Peter Alagona, UC Santa Barbara via The Conversation
Several times this spring, coyotes made national headlines when spotted roaming the streets of New York, from Manhattan to Queens.
In recent years, a host of charismatic wild species, the coyote being only the most famous, have returned to American cities in numbers not seen for generations. Yet the official response in many areas has been, at best, disorganized, and people’s responses varied. The time has come for us to accept that these animals are here to stay, and develop a new approach to urban wildlife.
Most big American cities occupy sites that were once rich ecosystems. New York and Boston overlook dynamic river mouths. San Francisco and Seattle border vast estuaries, while large parts of Chicago, New Orleans and Washington, D.C. rest atop former wetlands. Even Las Vegas sprawls across a rare desert valley with reliable sources of life-giving fresh water, supplied by artesian aquifers the nearby Spring Mountains. All of these places once attracted diverse and abundant wildlife.
In the early days of urban growth, which for most American cities was in the 18th or 19th centuries, charismatic native species were still common in many increasingly populated areas. These creatures disappeared due to numerous causes, from overhunting to pollution.
By the beginning of the 20th century, the country’s metropolitan fauna had been reduced to a motley collection of exotic rodents and birds, packs of mangy dogs, and the urban environment’s most fearsome apex predator, the house cat, which terrorized any remaining native songbirds.
Return of big animals
It is impossible to point to a precise date when wildlife began to return to American cities, but the release of Walt Disney’s Bambi, in 1942, is a good place to start.

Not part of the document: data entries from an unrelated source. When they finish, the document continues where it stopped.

// Terminal rendering of session activity

use serde::Serialize;

use crate::api::ApiError;
use crate::provisioning::{
    ChainOutcome, ProvisionError, RollbackReport, SessionEvent, StepError, TeardownReport,
};

pub fn print_json<T: Serialize>(value: &T) -> anyhow::Result<()> {
    println!("{}", serde_json::to_string_pretty(value)?);
    Ok(())
}

fn print_step_error(error: &StepError) {
    println!("      {}", error.message);
    if let Some(hint) = &error.hint {
        println!("      💡 {hint}");
    }
}

/// One status line per event; progress ticks only render at 25% steps
pub fn print_event(event: &SessionEvent) {
    match event {
        SessionEvent::Cleared { run } if *run > 1 => println!("🔁 Run #{run}"),
        SessionEvent::Cleared { .. } => {}
        SessionEvent::StepStarted { step } => println!("⏳ {}...", step.label()),
        SessionEvent::StepProgress { step, progress } => {
            let quarter = progress.ticks > 0
                && progress.ticks < progress.max
                && (progress.ticks * 4) % progress.max == 0;
            if quarter {
                println!("   {} {}%", step.label(), progress.percent());
            }
        }
        SessionEvent::StepSucceeded { step } => println!("   ✅ {}: OK", step.label()),
        SessionEvent::StepFailed { step, error } => {
            println!("   ❌ {}: ERROR", step.label());
            print_step_error(error);
        }
        SessionEvent::ArtifactCreated { kind, id } => {
            println!("   📌 created {} {id}", kind.describe())
        }
        SessionEvent::ArtifactOrphaned { kind, id } => {
            println!("   ⚠️  {} {id} was left on the provider", kind.describe())
        }
        SessionEvent::RollbackStarted { artifacts } => {
            println!("↩️  Rolling back {artifacts} test artifact(s)")
        }
        SessionEvent::RollbackFinished { failures: 0 } => println!("   ✅ Rollback complete"),
        SessionEvent::RollbackFinished { failures } => {
            println!("   ⚠️  Rollback finished with {failures} failure(s)")
        }
        SessionEvent::Committed => println!("🎉 Integration added"),
        SessionEvent::Closed => println!("🔒 Session closed"),
    }
}

pub fn print_outcome(outcome: &ChainOutcome) {
    match outcome {
        ChainOutcome::Completed => println!("✅ All checks passed"),
        ChainOutcome::Halted { step, error } => {
            println!("❌ Stopped at {}", step.label());
            print_step_error(error);
        }
        ChainOutcome::Cancelled { .. } => println!("🛑 Cancelled"),
    }
}

pub fn print_rollback(report: &RollbackReport) {
    for entry in &report.entries {
        match entry.error() {
            None => println!("   🗑️  deleted {} {}", entry.handle.kind.describe(), entry.handle.id),
            Some(error) => {
                println!(
                    "   ⚠️  could not delete {} {}",
                    entry.handle.kind.describe(),
                    entry.handle.id
                );
                print_step_error(error);
            }
        }
    }
}

pub fn print_teardown(report: &TeardownReport) {
    for entry in &report.compensations {
        match &entry.error {
            None => println!("   ✅ {} {}", entry.step.label(), entry.resource_id),
            Some(error) => {
                println!("   ❌ {} {}", entry.step.label(), entry.resource_id);
                print_step_error(error);
            }
        }
    }
    if report.deleted {
        println!("🗑️  Integration deleted");
    } else {
        println!("⚠️  Integration kept: provider cleanup failed, fix access and retry");
    }
}

pub fn print_api_error(error: &ApiError) {
    eprintln!("❌ {error}");
    for tip in error.troubleshooting() {
        eprintln!("   💡 {tip}");
    }
}

pub fn print_provision_error(error: &ProvisionError) {
    match error {
        ProvisionError::Api(api) => print_api_error(api),
        ProvisionError::CommitFailed(step) => {
            eprintln!("❌ Commit failed");
            print_step_error(step);
        }
        other => eprintln!("❌ {other}"),
    }
}
use thiserror::Error;

use super::commit::CommitBlocker;
use super::lifecycle::SessionPhase;
use super::step::{StepError, StepTableError};
use crate::api::{ApiError, ProviderKind};

/// Session-level failures: misuse of the session or a failed final call.
///
/// Per-step failures are not errors at this level; they are recorded in the
/// step table and reported through the chain outcome.
#[derive(Debug, Error)]
pub enum ProvisionError {
    #[error("{provider} requires credential(s): {}", missing.join(", "))]
    MissingCredentials {
        provider: ProviderKind,
        missing: Vec<&'static str>,
    },

    #[error("{action} is not allowed while the session is {phase}")]
    InvalidPhase {
        action: &'static str,
        phase: SessionPhase,
    },

    #[error("session was cancelled")]
    Cancelled,

    #[error("commit is not available: {0}")]
    CommitBlocked(CommitBlocker),

    #[error("commit failed: {0}")]
    CommitFailed(StepError),

    #[error("{provider} does not support {action}")]
    Unsupported {
        provider: ProviderKind,
        action: &'static str,
    },

    #[error("step bookkeeping error: {0}")]
    StepTable(#[from] StepTableError),

    #[error("backend error: {0}")]
    Api(#[from] ApiError),

    #[error("{operation} failed: {error}")]
    Maintenance {
        operation: &'static str,
        error: StepError,
    },
}
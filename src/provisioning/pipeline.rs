// Declarative description of provider chains.
//
// A provider is a list of step definitions; one generic runner walks them.
// Payload builders are plain functions over a `StepContext`, so a chain is
// data and can be inspected and tested without a backend.

use serde::Serialize;
use serde_json::{Map, Value};
use std::collections::BTreeMap;

use super::step::{StepError, StepKind, StepTable};
use crate::api::{CallScope, CommittedIntegration, ProviderKind, RemoteCall};

/// Credential fields entered for a provider, keyed by backend field name
pub type Credentials = BTreeMap<String, String>;

/// Builds the request body of a step from everything known so far
pub type PayloadFn = fn(&StepContext<'_>) -> Result<Value, StepError>;

/// Builds the body of a compensating delete for one created artifact
pub type DeletePayloadFn = fn(&StepContext<'_>, &str) -> Value;

/// Inputs visible to payload builders
#[derive(Debug, Clone, Copy)]
pub struct StepContext<'a> {
    pub credentials: &'a Credentials,
    pub selection: Option<&'a str>,
    pub outputs: &'a StepTable,
    pub test_issue_title: &'a str,
    pub webhook_url: &'a str,
}

impl<'a> StepContext<'a> {
    pub fn credential(&self, name: &str) -> Result<&'a str, StepError> {
        self.credentials
            .get(name)
            .map(String::as_str)
            .filter(|v| !v.trim().is_empty())
            .ok_or_else(|| StepError::missing_input(&format!("credential `{name}`")))
    }

    pub fn selection(&self) -> Result<&'a str, StepError> {
        self.selection
            .filter(|s| !s.trim().is_empty())
            .ok_or_else(|| StepError::missing_input("selected target"))
    }

    /// Response of an earlier step in this run
    pub fn output(&self, kind: StepKind) -> Result<&'a Value, StepError> {
        self.outputs
            .value(kind)
            .ok_or_else(|| StepError::missing_input(&format!("result of `{}`", kind.label())))
    }

    /// String (or number) found at a JSON pointer inside an earlier response
    pub fn output_str(&self, kind: StepKind, pointer: &str) -> Result<String, StepError> {
        let value = self.output(kind)?;
        json_id(value, pointer).ok_or_else(|| {
            StepError::missing_input(&format!("`{pointer}` in result of `{}`", kind.label()))
        })
    }

    /// Credentials as a JSON object, the base of most payloads
    pub fn credentials_json(&self) -> Value {
        let map: Map<String, Value> = self
            .credentials
            .iter()
            .map(|(k, v)| (k.clone(), Value::String(v.clone())))
            .collect();
        Value::Object(map)
    }

    /// Credentials merged with extra fields
    pub fn with_credentials(&self, extra: Value) -> Value {
        let mut base = self.credentials_json();
        if let (Value::Object(base), Value::Object(extra)) = (&mut base, extra) {
            base.extend(extra);
        }
        base
    }
}

/// Read an identifier at `pointer`, accepting both string and numeric ids
pub fn json_id(value: &Value, pointer: &str) -> Option<String> {
    match value.pointer(pointer)? {
        Value::String(s) if !s.is_empty() => Some(s.clone()),
        Value::Number(n) => Some(n.to_string()),
        _ => None,
    }
}

#[derive(Debug, Clone, Copy, PartialEq, Eq, Hash, Serialize)]
#[serde(rename_all = "snake_case")]
pub enum ArtifactKind {
    Label,
    Tag,
    Webhook,
    TestIssue,
}

impl ArtifactKind {
    pub fn describe(&self) -> &'static str {
        match self {
            ArtifactKind::Label => "label",
            ArtifactKind::Tag => "tag",
            ArtifactKind::Webhook => "webhook",
            ArtifactKind::TestIssue => "test issue",
        }
    }
}

/// How a step's created resource is found and compensated
#[derive(Debug, Clone, Copy)]
pub struct ArtifactSpec {
    pub kind: ArtifactKind,
    /// JSON pointer to the id inside the step's response
    pub id_pointer: &'static str,
    pub delete_operation: &'static str,
    pub delete_kind: StepKind,
    pub delete_payload: DeletePayloadFn,
    /// Forward step whose success already removed the artifact
    pub released_by: Option<StepKind>,
}

#[derive(Debug, Clone, Copy)]
pub struct StepDefinition {
    pub kind: StepKind,
    pub operation: &'static str,
    pub build: PayloadFn,
    pub artifact: Option<ArtifactSpec>,
    pub hint: Option<&'static str>,
    pub progress_max: Option<u32>,
    /// Errors of this step mean the expected webhook event never arrived
    pub verifies: bool,
}

impl StepDefinition {
    pub fn new(kind: StepKind, operation: &'static str, build: PayloadFn) -> Self {
        Self {
            kind,
            operation,
            build,
            artifact: None,
            hint: None,
            progress_max: None,
            verifies: false,
        }
    }

    pub fn creates(mut self, artifact: ArtifactSpec) -> Self {
        self.artifact = Some(artifact);
        self
    }

    pub fn hint(mut self, hint: &'static str) -> Self {
        self.hint = Some(hint);
        self
    }

    pub fn progress_max(mut self, ticks: u32) -> Self {
        self.progress_max = Some(ticks);
        self
    }

    pub fn verification(mut self) -> Self {
        self.verifies = true;
        self
    }

    pub fn remote_call(&self, scope: CallScope, ctx: &StepContext<'_>) -> Result<RemoteCall, StepError> {
        let payload = (self.build)(ctx)?;
        Ok(RemoteCall::new(scope, self.operation, payload))
    }
}

/// Ordered, linear chain of steps
#[derive(Debug, Clone)]
pub struct PipelineDefinition {
    steps: Vec<StepDefinition>,
}

impl PipelineDefinition {
    pub fn new(steps: Vec<StepDefinition>) -> Self {
        Self { steps }
    }

    pub fn steps(&self) -> &[StepDefinition] {
        &self.steps
    }

    pub fn kinds(&self) -> Vec<StepKind> {
        self.steps.iter().map(|s| s.kind).collect()
    }

    pub fn get(&self, kind: StepKind) -> Option<&StepDefinition> {
        self.steps.iter().find(|s| s.kind == kind)
    }

    /// Declared predecessor; the first step has none
    pub fn predecessor(&self, kind: StepKind) -> Option<StepKind> {
        let index = self.steps.iter().position(|s| s.kind == kind)?;
        index.checked_sub(1).map(|i| self.steps[i].kind)
    }

    pub fn new_table(&self) -> StepTable {
        StepTable::new(&self.kinds())
    }

    pub fn is_empty(&self) -> bool {
        self.steps.is_empty()
    }
}

/// Final activation call of a setup session
#[derive(Debug, Clone, Copy)]
pub struct CommitDefinition {
    pub operation: &'static str,
    pub build: PayloadFn,
    pub duplicate_hint: &'static str,
}

/// Compensation of one persisted resource when deleting an integration
#[derive(Debug, Clone, Copy)]
pub struct TeardownStep {
    pub kind: StepKind,
    pub operation: &'static str,
    pub resource: fn(&CommittedIntegration) -> Option<String>,
    pub payload: fn(&str) -> Value,
}

/// Flows run against an already committed integration
#[derive(Debug, Clone)]
pub struct MaintenanceDefinition {
    pub test: PipelineDefinition,
    pub update_operation: Option<&'static str>,
    /// Body field carrying the new secret
    pub update_field: &'static str,
    /// Webhook first, then label/tag
    pub teardown: Vec<TeardownStep>,
}

/// Read-only lookup of the targets a set of credentials can see
#[derive(Debug, Clone, Copy)]
pub struct TargetDiscovery {
    pub operation: &'static str,
    pub build: PayloadFn,
    pub extract: fn(&Value) -> Vec<String>,
}

/// Everything the crate knows about one provider
#[derive(Debug, Clone)]
pub struct ProviderDefinition {
    pub kind: ProviderKind,
    pub required_credentials: &'static [&'static str],
    /// What the user has to pick before the chain can run, if anything
    pub selection_label: Option<&'static str>,
    pub targets: Option<TargetDiscovery>,
    pub setup: PipelineDefinition,
    pub commit: CommitDefinition,
    pub maintenance: MaintenanceDefinition,
}

impl ProviderDefinition {
    /// Credential fields required but not supplied
    pub fn missing_credentials(&self, credentials: &Credentials) -> Vec<&'static str> {
        self.required_credentials
            .iter()
            .filter(|name| {
                credentials
                    .get(**name)
                    .map(|v| v.trim().is_empty())
                    .unwrap_or(true)
            })
            .copied()
            .collect()
    }
}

For Bambi, people were careless arsonists and bloodthirsty predators who forced woodland creatures “deep into the forest.” Ironically, however, the film’s success helped pave the way for deer populations to explode in developed areas.
After World War II, in part due to changing attitudes toward wild animals, hunting declined as an American pastime. At the same time, suburbs spread into the countryside. Deer, which had nearly disappeared in several northeastern and mid-Atlantic states, multiplied on golf courses, ball fields and front yards.
Beginning in the 1960s, new laws sought to recover threatened species, and many states curtailed predator control programs. New nature reserves also provided spaces where wildlife populations could recover, and from which they could disperse into nearby cities.
The results were swift and unmistakable. Foxes, skunks, raccoons and possums became ubiquitous American urbanites. So did many raptors, such as peregrine falcons, which thrilled geeky birders and corner office CEOs alike with their aerial acrobatics and fondness for nesting on skyscrapers.
By the 1990s, larger mammals began to appear in the shadows. Coyotes, bobcats and black bears turned up miles from the nearest woodlot, and mountain lions prowled the urban fringe.
And there is more. Alligators bounced back from near extinction to populate creeks and ponds from Miami to Memphis. Aquatic mammals such as beavers and sea lions staged remarkable comebacks, including in urban waters. Fishers, members of the weasel family once regarded as reclusive denizens of northern forests, found homes from cushy Philadelphia suburbs to the mean streets of New York. In the Southern California city where I live, the newest addition to our urban menagerie is a small population of badgers.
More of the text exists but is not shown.